The Swedish Capital Stockholm
As a sunday pleasure, I thought I should invite you to our city, the capital of Sweden, Stockholm. (Stock = log, holm = islet or small island). There is no clear evidence of how it got it’s name.
The earliest mention of Stockholm dates from 1252 (not counted as town until 1270), so we really do have an old town. The most popular part of it is called The Old Town and have very old buildings with narrow streets (Mårten Trotzigs Alley measures 35 inches between the walls!)
and a special athmosphere of time aging, like you were thrown back in time.
The mentions I’ve heard from tourists is that Stockholm has interesting architecture, it’s beautiful, clean, green (38 parks) and with a lot of water. Often called The Northern Venice - no wonder - it’s 14 islands joined by 53 bridges! The city is one third water, one third green and the last third is urbanized.
Mr Lifecruiser forced me to write this fact: Stockholm region has about 54 golf courses too.

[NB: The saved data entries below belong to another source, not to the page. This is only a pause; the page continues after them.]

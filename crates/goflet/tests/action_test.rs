//! Copy, move and create action scenarios.
#![allow(clippy::unwrap_used, clippy::expect_used)]

mod common;

use axum::Router;
use axum::body::Body;
use axum::http::{Request, StatusCode, header};
use serde_json::json;

use common::*;

async fn post_action(app: &Router, action: &str, body: serde_json::Value) -> StatusCode {
    let request = Request::builder()
        .method("POST")
        .uri(format!("/api/action/{action}"))
        .header(header::CONTENT_TYPE, "application/json")
        .body(Body::from(body.to_string()))
        .unwrap();
    send(app, request).await.status()
}

async fn download(app: &Router, path: &str) -> (StatusCode, Vec<u8>) {
    let response = send(
        app,
        Request::builder()
            .uri(format!("/file{path}"))
            .body(Body::empty())
            .unwrap(),
    )
    .await;
    let status = response.status();
    (status, body_bytes(response).await)
}

#[tokio::test]
async fn copy_conflict_abort_then_overwrite() {
    let dir = tempfile::tempdir().unwrap();
    let (app, _state) = test_app(test_config(dir.path())).await;

    upload_file(&app, "/a", b"source content").await;
    upload_file(&app, "/b", b"target content").await;

    // Abort refuses to clobber the target.
    let status = post_action(
        &app,
        "copy",
        json!({"sourcePath": "/a", "targetPath": "/b", "onConflict": "abort"}),
    )
    .await;
    assert_eq!(status, StatusCode::CONFLICT);
    assert_eq!(download(&app, "/b").await.1, b"target content");

    // Overwrite replaces it.
    let status = post_action(
        &app,
        "copy",
        json!({"sourcePath": "/a", "targetPath": "/b", "onConflict": "overwrite"}),
    )
    .await;
    assert_eq!(status, StatusCode::OK);
    assert_eq!(download(&app, "/b").await.1, b"source content");
    // The source survives a copy.
    assert_eq!(download(&app, "/a").await.1, b"source content");
}

#[tokio::test]
async fn copy_missing_source_is_404() {
    let dir = tempfile::tempdir().unwrap();
    let (app, _state) = test_app(test_config(dir.path())).await;

    upload_file(&app, "/present", b"x").await;

    let status = post_action(
        &app,
        "copy",
        json!({"sourcePath": "/ghost", "targetPath": "/present", "onConflict": "overwrite"}),
    )
    .await;
    assert_eq!(status, StatusCode::NOT_FOUND);
}

#[tokio::test]
async fn copy_onto_itself_is_400() {
    let dir = tempfile::tempdir().unwrap();
    let (app, _state) = test_app(test_config(dir.path())).await;

    upload_file(&app, "/self", b"x").await;

    let status = post_action(
        &app,
        "copy",
        json!({"sourcePath": "/self", "targetPath": "/self", "onConflict": "overwrite"}),
    )
    .await;
    assert_eq!(status, StatusCode::BAD_REQUEST);
}

#[tokio::test]
async fn copy_rewrites_target_metadata() {
    let dir = tempfile::tempdir().unwrap();
    let (app, _state) = test_app(test_config(dir.path())).await;

    upload_file(&app, "/orig/src.txt", b"carry my mime").await;

    let status = post_action(
        &app,
        "copy",
        json!({"sourcePath": "/orig/src.txt", "targetPath": "/copies/dst.txt", "onConflict": "abort"}),
    )
    .await;
    assert_eq!(status, StatusCode::OK);

    let response = send(
        &app,
        Request::builder()
            .uri("/api/meta/copies/dst.txt")
            .body(Body::empty())
            .unwrap(),
    )
    .await;
    let body: serde_json::Value = serde_json::from_slice(&body_bytes(response).await).unwrap();
    assert_eq!(body["fileMeta"]["relativePath"], "copies/dst.txt");
    assert_eq!(body["fileMeta"]["fileName"], "dst.txt");
    // The sniffed mime carries over from the source.
    assert_eq!(body["fileMeta"]["mimeType"], "text/plain");
}

#[tokio::test]
async fn move_relocates_and_removes_the_source() {
    let dir = tempfile::tempdir().unwrap();
    let (app, _state) = test_app(test_config(dir.path())).await;

    upload_file(&app, "/from.txt", b"mobile content").await;

    let status = post_action(
        &app,
        "move",
        json!({"sourcePath": "/from.txt", "targetPath": "/to.txt", "onConflict": "abort"}),
    )
    .await;
    assert_eq!(status, StatusCode::OK);

    assert_eq!(download(&app, "/to.txt").await.1, b"mobile content");
    assert_eq!(download(&app, "/from.txt").await.0, StatusCode::NOT_FOUND);

    let response = send(
        &app,
        Request::builder()
            .uri("/api/meta/to.txt")
            .body(Body::empty())
            .unwrap(),
    )
    .await;
    let body: serde_json::Value = serde_json::from_slice(&body_bytes(response).await).unwrap();
    assert_eq!(body["fileMeta"]["relativePath"], "to.txt");
    assert_eq!(body["fileMeta"]["fileName"], "to.txt");
}

#[tokio::test]
async fn create_makes_an_empty_file_once() {
    let dir = tempfile::tempdir().unwrap();
    let (app, _state) = test_app(test_config(dir.path())).await;

    let status = post_action(&app, "create", json!({"path": "/fresh.txt"})).await;
    assert_eq!(status, StatusCode::OK);

    let (status, body) = download(&app, "/fresh.txt").await;
    assert_eq!(status, StatusCode::OK);
    assert!(body.is_empty());

    // A second create conflicts.
    let status = post_action(&app, "create", json!({"path": "/fresh.txt"})).await;
    assert_eq!(status, StatusCode::CONFLICT);
}

#[tokio::test]
async fn create_rejects_invalid_paths() {
    let dir = tempfile::tempdir().unwrap();
    let (app, _state) = test_app(test_config(dir.path())).await;

    let status = post_action(&app, "create", json!({"path": "/../escape"})).await;
    assert_eq!(status, StatusCode::BAD_REQUEST);

    let status = post_action(&app, "create", json!({"path": ""})).await;
    assert_eq!(status, StatusCode::BAD_REQUEST);
}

The beautiful and popular stockholm archipelago starts here with it’s 24.000 islands, rocks and skerries. The sweatwater Lake Mälaren meets the Baltic Sea at the sluice. Actually it’s several sluices, the most central’s name is Carl Johan after a swedish king, but it’s also called “divorce ditch” among people, because of all the problems and swearing that’s going on when boat people are going through the sluice with their boats ;-)
You can even go fishing in the middle of the city. The unpolluted swiftly-flowing water that runs through the city has the greatest number of fish species in the region. Salmon trout, pike, perch, bream, and salmon. The biggest known salmon caught there weighed 48 pounds.
Stockholm has 760 000 inhabitants. Greater Stockholm 1.900.000. (Sweden’s total: 9 millions). The average Stockholmer is 39 years old, earns SEK 20.500 ($2.622) per month, and has 1.36 children. And what about this fact: Stockholm has more single-person households than any other capital in the world. I can’t decide if it’s good or bad…. I think bad. I can’t imagine that all of them really wants to be single…?
Now we comes to the most important stuff for the hungry monsters like me: Sweden publishes more cookbooks per capita than any other country in the world, averaging one per day. We’re really appreciating good food, wanting variations in the recipes and have taken up cooking from all over the world. Only in Stockholm there is said to be between 1600-2500 restaurants. What can I say? We like to eat… Or maybe we need more because of the cold weather?
Mostly people come to Stockholm for the food, the design and the music. We enjoy the highest density of galleries and museums in the world, but there is so much other things to enjoy here too. After all, it’s a capital, so even the nightlife is high rated.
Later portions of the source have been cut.